ダホメの市場は価格形成市場としては機能しなかった。・・・地方市場間の価格差があっても、市場間の財の流動はひきおこされなかった。・・・市場間の投機によって利潤がえられることもなかった。だから、市場システム的なものは何もなかったのである。(pp.162-3)

以上が、非市場経済社会の原理を主として扱った、本書の前半の概要である。

本書の後半は、非市場経済社会の制度的運営について論じている。奴隷貿易において行政管理された貿易港が存在したこと、利潤を考えない物々交換というアフリカ土着のシステムがヨーロッパ側に強制されたこと、子安貝貨幣の金に対する価値が安定していたことなどが分析の対象となっているが、正直なところ、十分に理解できなかった。何度読み返しても、内容が頭に入ってこなかった。
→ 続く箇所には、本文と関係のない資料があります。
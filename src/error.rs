//! Error types for the reposcore evaluation pipeline
//!
//! Every failure a pipeline invocation can produce is a variant of
//! [`ReposcoreError`]. Callers branch on [`ReposcoreError::kind`] rather than
//! on message text.

use crate::types::ScoreField;
use thiserror::Error;

/// Main error type for reposcore operations
#[derive(Error, Debug)]
pub enum ReposcoreError {
    /// The model backend could not be reached or answered unusably
    #[error("Model gateway unavailable: {0}")]
    GatewayUnavailable(String),

    /// Raw model text does not decode into an evaluation
    #[error("Malformed model response: {0}")]
    MalformedResponse(String),

    /// A sub-score lies outside 0..=25
    #[error("Score out of range: {field} = {value} (allowed 0..=25)")]
    ScoreOutOfRange { field: ScoreField, value: i64 },

    /// The evaluation summary is blank
    #[error("Evaluation summary is empty")]
    EmptySummary,

    /// The history store rejected or could not commit a write
    #[error("Persistence failure: {0}")]
    PersistenceFailure(String),

    /// Caller supplied unusable input (e.g. empty content)
    #[error("Invalid input: {0}")]
    InvalidInput(String),

    /// Lookup found nothing
    #[error("Not found: {0}")]
    NotFound(String),

    /// Configuration error
    #[error("Configuration error: {0}")]
    Config(#[from] config::ConfigError),

    /// I/O error
    #[error("I/O error: {0}")]
    Io(#[from] std::io::Error),

    /// Serialization error
    #[error("Serialization error: {0}")]
    Serialization(#[from] serde_json::Error),
}

/// Coarse category of a [`ReposcoreError`]
#[derive(Debug, Clone, Copy, PartialEq, Eq)]
pub enum ErrorKind {
    GatewayUnavailable,
    MalformedResponse,
    ScoreOutOfRange,
    EmptySummary,
    PersistenceFailure,
    InvalidInput,
    NotFound,
    Internal,
}

impl ErrorKind {
    /// Stable machine-readable code used on the HTTP surface
    pub fn code(&self) -> &'static str {
        match self {
            ErrorKind::GatewayUnavailable => "GATEWAY_UNAVAILABLE",
            ErrorKind::MalformedResponse => "MALFORMED_RESPONSE",
            ErrorKind::ScoreOutOfRange => "SCORE_OUT_OF_RANGE",
            ErrorKind::EmptySummary => "EMPTY_SUMMARY",
            ErrorKind::PersistenceFailure => "PERSISTENCE_FAILURE",
            ErrorKind::InvalidInput => "INVALID_INPUT",
            ErrorKind::NotFound => "NOT_FOUND",
            ErrorKind::Internal => "INTERNAL_ERROR",
        }
    }
}

impl ReposcoreError {
    pub fn kind(&self) -> ErrorKind {
        match self {
            ReposcoreError::GatewayUnavailable(_) => ErrorKind::GatewayUnavailable,
            ReposcoreError::MalformedResponse(_) => ErrorKind::MalformedResponse,
            ReposcoreError::ScoreOutOfRange { .. } => ErrorKind::ScoreOutOfRange,
            ReposcoreError::EmptySummary => ErrorKind::EmptySummary,
            ReposcoreError::PersistenceFailure(_) => ErrorKind::PersistenceFailure,
            ReposcoreError::InvalidInput(_) => ErrorKind::InvalidInput,
            ReposcoreError::NotFound(_) => ErrorKind::NotFound,
            ReposcoreError::Config(_)
            | ReposcoreError::Io(_)
            | ReposcoreError::Serialization(_) => ErrorKind::Internal,
        }
    }

    /// Whether resubmitting the same request later may succeed.
    ///
    /// Validation failures are deterministic for a given model answer, so
    /// only transport and storage failures qualify.
    pub fn is_retryable(&self) -> bool {
        matches!(
            self.kind(),
            ErrorKind::GatewayUnavailable | ErrorKind::PersistenceFailure
        )
    }
}

/// Result type alias for reposcore operations
pub type Result<T> = std::result::Result<T, ReposcoreError>;

impl From<libsql::Error> for ReposcoreError {
    fn from(err: libsql::Error) -> Self {
        ReposcoreError::PersistenceFailure(err.to_string())
    }
}
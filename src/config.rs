//! Configuration for reposcore
//!
//! Settings are layered: built-in defaults, then an optional TOML file, then
//! `REPOSCORE_*` environment variables (nested keys use `__`, e.g.
//! `REPOSCORE_GATEWAY__MODEL`). The model credential is read separately
//! from `OPENAI_API_KEY`; its presence is the switch between the live and
//! the disabled gateway.

use crate::error::Result;
use config::{Config, Environment, File};
use secrecy::SecretString;
use serde::{Deserialize, Serialize};
use std::path::{Path, PathBuf};
use std::time::Duration;
use tracing::debug;

/// Environment variable holding the model backend credential
pub const API_KEY_ENV: &str = "OPENAI_API_KEY";

const DEFAULT_SERVER_ADDR: &str = "127.0.0.1:8080";
const DEFAULT_BASE_URL: &str = "https://api.openai.com/v1";
const DEFAULT_MODEL: &str = "gpt-4o-mini";
const DEFAULT_REQUEST_TIMEOUT_SECS: u64 = 60;
const DEFAULT_EVALUATION_TIMEOUT_SECS: u64 = 90;

/// Get the default database path using XDG_DATA_HOME standard
pub fn default_db_path() -> PathBuf {
    dirs::data_local_dir()
        .unwrap_or_else(|| PathBuf::from("."))
        .join("reposcore")
        .join("reposcore.db")
}

#[derive(Debug, Clone, Serialize, Deserialize)]
pub struct ServerSettings {
    pub addr: String,
}

/// Live gateway tuning
#[derive(Debug, Clone, Serialize, Deserialize)]
pub struct GatewaySettings {
    pub base_url: String,
    pub model: String,
    pub request_timeout_secs: u64,
}

impl GatewaySettings {
    pub fn request_timeout(&self) -> Duration {
        Duration::from_secs(self.request_timeout_secs)
    }
}

#[derive(Debug, Clone, Serialize, Deserialize)]
pub struct EvaluationSettings {
    /// Ceiling the orchestrator applies around each gateway call
    pub timeout_secs: u64,
}

impl EvaluationSettings {
    pub fn timeout(&self) -> Duration {
        Duration::from_secs(self.timeout_secs)
    }
}

/// Effective process configuration
#[derive(Debug, Serialize, Deserialize)]
pub struct Settings {
    pub database_path: String,
    pub server: ServerSettings,
    pub gateway: GatewaySettings,
    pub evaluation: EvaluationSettings,

    /// Model credential; never serialized
    #[serde(skip)]
    pub api_key: Option<SecretString>,
}

impl Default for Settings {
    fn default() -> Self {
        Self {
            database_path: default_db_path().to_string_lossy().to_string(),
            server: ServerSettings {
                addr: DEFAULT_SERVER_ADDR.to_string(),
            },
            gateway: GatewaySettings {
                base_url: DEFAULT_BASE_URL.to_string(),
                model: DEFAULT_MODEL.to_string(),
                request_timeout_secs: DEFAULT_REQUEST_TIMEOUT_SECS,
            },
            evaluation: EvaluationSettings {
                timeout_secs: DEFAULT_EVALUATION_TIMEOUT_SECS,
            },
            api_key: None,
        }
    }
}

impl Settings {
    /// Load settings from defaults, an optional file and the environment
    pub fn load(file: Option<&Path>) -> Result<Self> {
        let defaults = Settings::default();

        let mut builder = Config::builder()
            .set_default("database_path", defaults.database_path)?
            .set_default("server.addr", defaults.server.addr)?
            .set_default("gateway.base_url", defaults.gateway.base_url)?
            .set_default("gateway.model", defaults.gateway.model)?
            .set_default(
                "gateway.request_timeout_secs",
                defaults.gateway.request_timeout_secs as i64,
            )?
            .set_default(
                "evaluation.timeout_secs",
                defaults.evaluation.timeout_secs as i64,
            )?;

        if let Some(path) = file {
            debug!("Loading configuration file: {}", path.display());
            builder = builder.add_source(File::from(path).required(true));
        }

        builder = builder.add_source(
            Environment::with_prefix("REPOSCORE")
                .prefix_separator("_")
                .separator("__"),
        );

        let mut settings: Settings = builder.build()?.try_deserialize()?;
        settings.api_key = api_key_from_env();
        Ok(settings)
    }

    /// Whether a model credential is configured
    pub fn has_api_key(&self) -> bool {
        self.api_key.is_some()
    }
}

/// Read the credential, treating blank values as absent
pub fn api_key_from_env() -> Option<SecretString> {
    std::env::var(API_KEY_ENV)
        .ok()
        .filter(|key| !key.trim().is_empty())
        .map(SecretString::from)
}

#[cfg(test)]
mod tests {
    use super::*;
    use secrecy::ExposeSecret;
    use serial_test::serial;
    use std::env;

    #[test]
    #[serial]
    fn test_defaults_without_environment() {
        env::remove_var(API_KEY_ENV);
        env::remove_var("REPOSCORE_GATEWAY__MODEL");

        let settings = Settings::load(None).unwrap();
        assert_eq!(settings.server.addr, DEFAULT_SERVER_ADDR);
        assert_eq!(settings.gateway.model, DEFAULT_MODEL);
        assert_eq!(settings.evaluation.timeout(), Duration::from_secs(90));
        assert!(!settings.has_api_key());
    }

    #[test]
    #[serial]
    fn test_environment_overrides_nested_keys() {
        env::set_var("REPOSCORE_GATEWAY__MODEL", "gpt-test");
        env::set_var("REPOSCORE_DATABASE_PATH", "/tmp/reposcore-env.db");

        let settings = Settings::load(None).unwrap();
        assert_eq!(settings.gateway.model, "gpt-test");
        assert_eq!(settings.database_path, "/tmp/reposcore-env.db");

        env::remove_var("REPOSCORE_GATEWAY__MODEL");
        env::remove_var("REPOSCORE_DATABASE_PATH");
    }

    #[test]
    #[serial]
    fn test_file_source() {
        let dir = tempfile::tempdir().unwrap();
        let path = dir.path().join("reposcore.toml");
        std::fs::write(
            &path,
            "database_path = \"/tmp/from-file.db\"\n[server]\naddr = \"0.0.0.0:9000\"\n",
        )
        .unwrap();

        let settings = Settings::load(Some(&path)).unwrap();
        assert_eq!(settings.database_path, "/tmp/from-file.db");
        assert_eq!(settings.server.addr, "0.0.0.0:9000");
        assert_eq!(settings.gateway.base_url, DEFAULT_BASE_URL);
    }

    #[test]
    #[serial]
    fn test_api_key_presence() {
        env::set_var(API_KEY_ENV, "sk-test-123");
        let key = api_key_from_env().unwrap();
        assert_eq!(key.expose_secret(), "sk-test-123");

        env::set_var(API_KEY_ENV, "   ");
        assert!(api_key_from_env().is_none());

        env::remove_var(API_KEY_ENV);
        assert!(api_key_from_env().is_none());
    }

    #[test]
    #[serial]
    fn test_api_key_not_serialized_or_logged() {
        env::set_var(API_KEY_ENV, "sk-secret-value");
        let settings = Settings::load(None).unwrap();
        env::remove_var(API_KEY_ENV);

        let rendered = toml::to_string(&settings).unwrap();
        assert!(!rendered.contains("sk-secret-value"));
        assert!(!format!("{:?}", settings).contains("sk-secret-value"));
    }
}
ポランニーの英語はネイティブのものでないし(ポランニーはハンガリー人)、しかも未完の遺稿であるから、訳者が困難な訳業を強いられたことは十分に理解できるが、それらを斟酌しても本書の訳文はあまりに読みにくい。本書は1975年にサイマル出版社より刊行され、その後、二度にわたって改訳がほどこされたが(一度目が1981年サイマル出版社、二度目が2004年ちくま学芸文庫)、二度の改訳を経ても依然として読みにくい。しかも本質的な誤訳が残っているらしい。

友人の同業者のご教示によれば、「たとえ過去の時代のいくつかの特徴が現代に教訓を与えるように見えても、私たちはそれでも現在の未開の諸世界のなかに理想的なものがあることに注意しなければならない」(p.27)の「理想的なものがある」は「理想的なものがない」が正しいらしい。なるほど、その直前にポランニーは「全体としては、この仕事の展望は好古家的なものではない」(p.27)と明言しているのだから、「現在の未開の諸世界のなかに理想的なものがある」とポランニーが考えていたのだとすれば、つじつまが合わない。ポランニーの本懐はノスタルジーではなく人間の経済の本質把握にあるのだ。

この文章にかぎらず、文意不明の箇所は、原書(Dahomey and the Slave Trade)で逐一確認したかったのだが、原書を所蔵している国内の図書館が予想外に少なくて、結局入手できなかった。原書を欠いたまま苦労して読み進めたが、隔靴掻痒の感を最後までぬぐえなかった。不完全燃焼であった。